The Weddell seal can stay under water for an extremely long time. 96 minutes is the longest dive ever measured, on average it is about 20 minutes. In search of fish, they dive up to 600 meters deep, sometimes covering more than ten kilometers. In order for the Antarctic marine mammals not to run out of air, they need very special physical conditions.

Michelle Shero

Seals before diving

Seals can store much more oxygen than land mammals or humans. In relation to their body weight, a lot of blood flows through their veins, it makes up a good fifth of their body mass, in land mammals it is only seven percent. There is a lot of iron in the blood and muscles, which can bind oxygen.
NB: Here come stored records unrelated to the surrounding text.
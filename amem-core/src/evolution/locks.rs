//! Per-note advisory locks.

use std::collections::{BTreeSet, HashMap};
use std::sync::{Arc, Mutex};

use tokio::sync::{Mutex as AsyncMutex, OwnedMutexGuard};

use crate::error::{Error, Result};
use crate::memory::NoteId;

/// Registry size that triggers the first prune.
const PRUNE_FLOOR: usize = 256;

/// Registry of async mutexes keyed by note id.
///
/// Every writer of a note's link set holds that note's lock. Multiple locks
/// are always taken in ascending id order, so two passes touching
/// overlapping notes cannot deadlock.
#[derive(Default)]
pub struct NoteLocks {
    registry: Mutex<Registry>,
}

struct Registry {
    slots: HashMap<NoteId, Arc<AsyncMutex<()>>>,
    /// Size at which idle entries are next dropped
    prune_at: usize,
}

impl Default for Registry {
    fn default() -> Self {
        Self {
            slots: HashMap::new(),
            prune_at: PRUNE_FLOOR,
        }
    }
}

/// Guards for a set of notes; released together on drop.
pub struct LockSet {
    ids: BTreeSet<NoteId>,
    _guards: Vec<OwnedMutexGuard<()>>,
}

impl LockSet {
    pub fn contains(&self, id: NoteId) -> bool {
        self.ids.contains(&id)
    }

    pub fn ids(&self) -> &BTreeSet<NoteId> {
        &self.ids
    }
}

impl NoteLocks {
    pub fn new() -> Self {
        Self::default()
    }

    fn slot(&self, id: NoteId) -> Result<Arc<AsyncMutex<()>>> {
        let mut registry = self
            .registry
            .lock()
            .map_err(|e| Error::Internal(format!("Failed to lock registry: {}", e)))?;
        if registry.slots.len() >= registry.prune_at {
            // Drop entries nobody else references. Held entries survive, so
            // the next scan waits until the registry has doubled.
            registry.slots.retain(|_, slot| Arc::strong_count(slot) > 1);
            registry.prune_at = (registry.slots.len() * 2).max(PRUNE_FLOOR);
        }
        Ok(Arc::clone(registry.slots.entry(id).or_default()))
    }

    /// Acquire the locks for `ids` in ascending order.
    pub async fn lock_many<I>(&self, ids: I) -> Result<LockSet>
    where
        I: IntoIterator<Item = NoteId>,
    {
        let ids: BTreeSet<NoteId> = ids.into_iter().collect();
        let mut guards = Vec::with_capacity(ids.len());
        for id in &ids {
            let slot = self.slot(*id)?;
            guards.push(slot.lock_owned().await);
        }
        Ok(LockSet {
            ids,
            _guards: guards,
        })
    }

    pub async fn lock(&self, id: NoteId) -> Result<LockSet> {
        self.lock_many([id]).await
    }

    /// Number of registry entries (held or idle).
    pub fn tracked(&self) -> usize {
        self.registry.lock().map(|r| r.slots.len()).unwrap_or(0)
    }
}
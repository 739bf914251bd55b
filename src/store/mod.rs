//! The document-collection store seam.
//!
//! The engine is read-only over a hierarchical store of collections
//! (containers), documents, and metadata records. [`CollectionStore`]
//! captures the exact capabilities the auditors need, so any storage
//! hierarchy can back an audit. Two implementations ship with the crate:
//! [`MemoryStore`] for tests and embedding, [`FsStore`] over a directory
//! tree for the command-line tool.

mod fs;
mod memory;

pub use fs::FsStore;
pub use memory::MemoryStore;

use crate::error::Result;
use crate::model::{Document, MetadataRecord};

/// Read-only access to the document-collection hierarchy.
///
/// Collections are addressed by store-specific string ids; `""` is the
/// hierarchy root. The engine never mutates the store.
pub trait CollectionStore: Send + Sync {
    /// Direct child documents of a collection, in listing order.
    fn documents(&self, collection: &str) -> Result<Vec<Document>>;

    /// Direct child documents whose declared media type matches.
    fn documents_with_media_type(
        &self,
        collection: &str,
        media_type: &str,
    ) -> Result<Vec<Document>> {
        Ok(self
            .documents(collection)?
            .into_iter()
            .filter(|d| d.media_type == media_type)
            .collect())
    }

    /// The containment chain starting at `collection` itself and ending
    /// at the hierarchy root.
    fn ancestry(&self, collection: &str) -> Result<Vec<String>>;

    /// Direct child container of `collection` with the given name.
    fn child_container(&self, collection: &str, name: &str) -> Result<Option<String>>;

    /// First container named `name` within `collection`'s subtree,
    /// in the store's deterministic listing order. The collection itself
    /// is not a candidate.
    fn find_container(&self, collection: &str, name: &str) -> Result<Option<String>>;

    /// Metadata records held directly by `collection`, in listing order.
    fn metadata_records(&self, collection: &str) -> Result<Vec<MetadataRecord>>;
}
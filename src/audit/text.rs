//! Text-presence auditing over the text-extraction tool.

use crate::error::Result;
use crate::model::{Check, CheckResult, Document, MetadataRecord};
use crate::options::AuditOptions;
use crate::template::Template;
use crate::tool::{MaterializedDocument, ToolRunner};
use std::collections::HashMap;
use unicode_normalization::UnicodeNormalization;

/// Audits the presence of metadata-derived text on specific pages.
pub struct TextAuditor<'a> {
    runner: &'a ToolRunner,
    options: &'a AuditOptions,
}

impl<'a> TextAuditor<'a> {
    /// Create an auditor over the given runner and options.
    pub fn new(runner: &'a ToolRunner, options: &'a AuditOptions) -> Self {
        Self { runner, options }
    }

    /// Evaluate every check against a document, preserving check order.
    ///
    /// Checks are independent; a failed match never stops the remaining
    /// checks. Configuration defects in a template propagate immediately:
    /// they are setup problems, not document problems. Tool spawn failures
    /// and timeouts propagate for the engine to record per-document.
    pub fn check_document(
        &self,
        document: &Document,
        metadata: &MetadataRecord,
        checks: &[Check],
    ) -> Result<Vec<CheckResult>> {
        let materialized = self.runner.materialize(document)?;
        let mut pages: HashMap<i32, String> = HashMap::new();
        let mut results = Vec::with_capacity(checks.len());
        for check in checks {
            let template = Template::parse(&check.target)?;
            let (resolved, warning) = template.render(metadata)?;
            let text = match pages.get(&check.page) {
                Some(text) => text.clone(),
                None => {
                    let text = self.extract_page(&materialized, check.page)?;
                    pages.insert(check.page, text.clone());
                    text
                }
            };
            let good = contains_target(&text, &resolved);
            results.push(CheckResult {
                document: document.filename.clone(),
                page: check.page,
                target: check.target.clone(),
                resolved,
                good,
                warning,
            });
        }
        Ok(results)
    }

    /// Extract exactly the requested page as plain text.
    ///
    /// A page of -1 is passed straight through as `-f -1 -l -1`: the
    /// extraction tool's own from-the-end addressing selects the last page
    /// only, never a range.
    fn extract_page(&self, materialized: &MaterializedDocument, page: i32) -> Result<String> {
        let path = materialized.path().to_string_lossy().into_owned();
        let page = page.to_string();
        let output = self.runner.run(
            &self.options.text_tool,
            &[path.as_str(), "-f", page.as_str(), "-l", page.as_str(), "-"],
        )?;
        if !output.success() {
            log::warn!(
                "{} exited with {:?} for page {page}: {}",
                self.options.text_tool,
                output.status,
                output.stderr.trim()
            );
        }
        Ok(output.stdout)
    }
}

/// Substring search with a tolerant fallback.
///
/// Tries the exact resolved target first; failing that, retries with both
/// strings whitespace-normalized, case-folded, and NFC-normalized, since
/// extracted page text breaks lines freely and disagrees with operator
/// input on composed accented characters.
pub fn contains_target(text: &str, target: &str) -> bool {
    if text.contains(target) {
        return true;
    }
    normalize(text).contains(&normalize(target))
}

fn normalize(s: &str) -> String {
    s.nfc()
        .collect::<String>()
        .to_lowercase()
        .split_whitespace()
        .collect::<Vec<_>>()
        .join(" ")
}

#[cfg(test)]
mod tests {
    use super::*;

    #[test]
    fn test_exact_match() {
        assert!(contains_target(
            "colophon\nISBN: 9791280068569\nfine",
            "ISBN: 9791280068569"
        ));
    }

    #[test]
    fn test_match_across_newline() {
        assert!(contains_target(
            "Prima edizione in\nFuori collana Marzo 2024",
            "Prima edizione in Fuori collana Marzo 2024"
        ));
    }

    #[test]
    fn test_case_folded_match() {
        assert!(contains_target("FINITO DI STAMPARE", "Finito di stampare"));
    }

    #[test]
    fn test_nfc_normalized_match() {
        // Extracted text with a combining accent vs composed input.
        assert!(contains_target("citta\u{0300} di Trieste", "citt\u{00e0} di Trieste"));
    }

    #[test]
    fn test_no_match() {
        assert!(!contains_target("pagina bianca", "ISBN: 9791280068569"));
    }

    #[test]
    fn test_collapsed_whitespace_match() {
        assert!(contains_target("da   Tipografia\n  Moderna", "da Tipografia Moderna"));
    }
}
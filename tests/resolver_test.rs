//! Integration tests for metadata resolution over the store seam.

use preflight::{
    AuditOptions, Document, MemoryStore, MetadataRecord, MetadataResolver, MonthTable,
};

fn record_titled(title: &str) -> MetadataRecord {
    MetadataRecord {
        title: Some(title.into()),
        ..Default::default()
    }
}

fn resolver<'a>(store: &'a MemoryStore, options: &'a AuditOptions) -> MetadataResolver<'a> {
    MetadataResolver::new(store, &MonthTable, options)
}

#[test]
fn test_direct_child_of_collection_wins() {
    let store = MemoryStore::new()
        .with_record("books/meteo/XML", record_titled("here"))
        .with_record("XML", record_titled("root"));
    let options = AuditOptions::default();
    let found = resolver(&store, &options).locate("books/meteo").unwrap();
    assert_eq!(found.unwrap().title.as_deref(), Some("here"));
}

#[test]
fn test_walks_up_to_ancestor() {
    let store = MemoryStore::new()
        .with_container("books/meteo")
        .with_record("XML", record_titled("root"));
    let options = AuditOptions::default();
    let found = resolver(&store, &options).locate("books/meteo").unwrap();
    assert_eq!(found.unwrap().title.as_deref(), Some("root"));
}

#[test]
fn test_scoped_descendant_search_fallback() {
    // No ancestor has a direct "XML" child, but a sibling subtree of the
    // first ancestor does.
    let store = MemoryStore::new()
        .with_container("books/meteo/interni")
        .with_record("books/meteo/export/XML", record_titled("nested"));
    let options = AuditOptions::default();
    let found = resolver(&store, &options)
        .locate("books/meteo/interni")
        .unwrap();
    assert_eq!(found.unwrap().title.as_deref(), Some("nested"));
}

#[test]
fn test_nearest_ancestor_direct_child_beats_deeper_match() {
    let store = MemoryStore::new()
        .with_record("books/meteo/XML", record_titled("direct"))
        .with_record("books/meteo/sub/deeper/XML", record_titled("deep"));
    let options = AuditOptions::default();
    let found = resolver(&store, &options).locate("books/meteo").unwrap();
    assert_eq!(found.unwrap().title.as_deref(), Some("direct"));
}

#[test]
fn test_no_container_anywhere_is_not_found() {
    let store = MemoryStore::new().with_container("books/meteo");
    let options = AuditOptions::default();
    assert!(resolver(&store, &options)
        .locate("books/meteo")
        .unwrap()
        .is_none());
}

#[test]
fn test_empty_container_is_not_found() {
    let store = MemoryStore::new().with_container("books/meteo/XML");
    let options = AuditOptions::default();
    assert!(resolver(&store, &options)
        .locate("books/meteo")
        .unwrap()
        .is_none());
}

#[test]
fn test_duplicate_records_select_first_in_listing_order() {
    let store = MemoryStore::new()
        .with_record("books/meteo/XML", record_titled("first"))
        .with_record("books/meteo/XML", record_titled("second"));
    let options = AuditOptions::default();
    let found = resolver(&store, &options).locate("books/meteo").unwrap();
    assert_eq!(found.unwrap().title.as_deref(), Some("first"));
}

#[test]
fn test_located_record_is_enriched() {
    let record = MetadataRecord {
        date_published: Some("2024-03-15".into()),
        date_printed: Some("2024-11-02".into()),
        ..Default::default()
    };
    let store = MemoryStore::new().with_record("book/XML", record);
    let options = AuditOptions::default();
    let found = resolver(&store, &options).locate("book").unwrap().unwrap();
    assert_eq!(
        found.derived.get("date_published__month").map(String::as_str),
        Some("Marzo")
    );
    assert_eq!(
        found.derived.get("date_published__year").map(String::as_str),
        Some("2024")
    );
    assert_eq!(
        found.derived.get("date_printed__month").map(String::as_str),
        Some("Novembre")
    );
    assert_eq!(
        found.derived.get("date_printed__year").map(String::as_str),
        Some("2024")
    );
}

#[test]
fn test_custom_container_name() {
    let store = MemoryStore::new().with_record("book/metadata", record_titled("custom"));
    let options = AuditOptions::new().with_metadata_container("metadata");
    let found = resolver(&store, &options).locate("book").unwrap();
    assert_eq!(found.unwrap().title.as_deref(), Some("custom"));
}

#[test]
fn test_metadata_container_is_searched_from_collection_itself() {
    // The walk starts at the collection, not its parent.
    let store = MemoryStore::new().with_record("book/XML", record_titled("own"));
    let options = AuditOptions::default();
    let found = resolver(&store, &options).locate("book").unwrap();
    assert_eq!(found.unwrap().title.as_deref(), Some("own"));

    // A PDF collection holding documents still resolves through itself.
    let store = MemoryStore::new()
        .with_document("book", Document::pdf("d1", "interni.pdf", b"%PDF-1.7".to_vec()))
        .with_record("book/XML", record_titled("own"));
    let found = resolver(&store, &options).locate("book").unwrap();
    assert!(found.is_some());
}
In addition, the vital oxygen is consumed very sparingly.

Nursing costs substance

Like the researchers around Michelle Shero now report from the University of Alaska, the prerequisites for the diving skills are placed in the cradle of the seals. Compared to others The dog seal Weddell seals nurse their young for a relatively long time, namely six to seven weeks. In doing so, they use up a lot of their own reserves, and the females lose between 100 and 150 kilograms of body weight. However, as with other mammals, breast milk not only contains calories, but also many micronutrients such as iron.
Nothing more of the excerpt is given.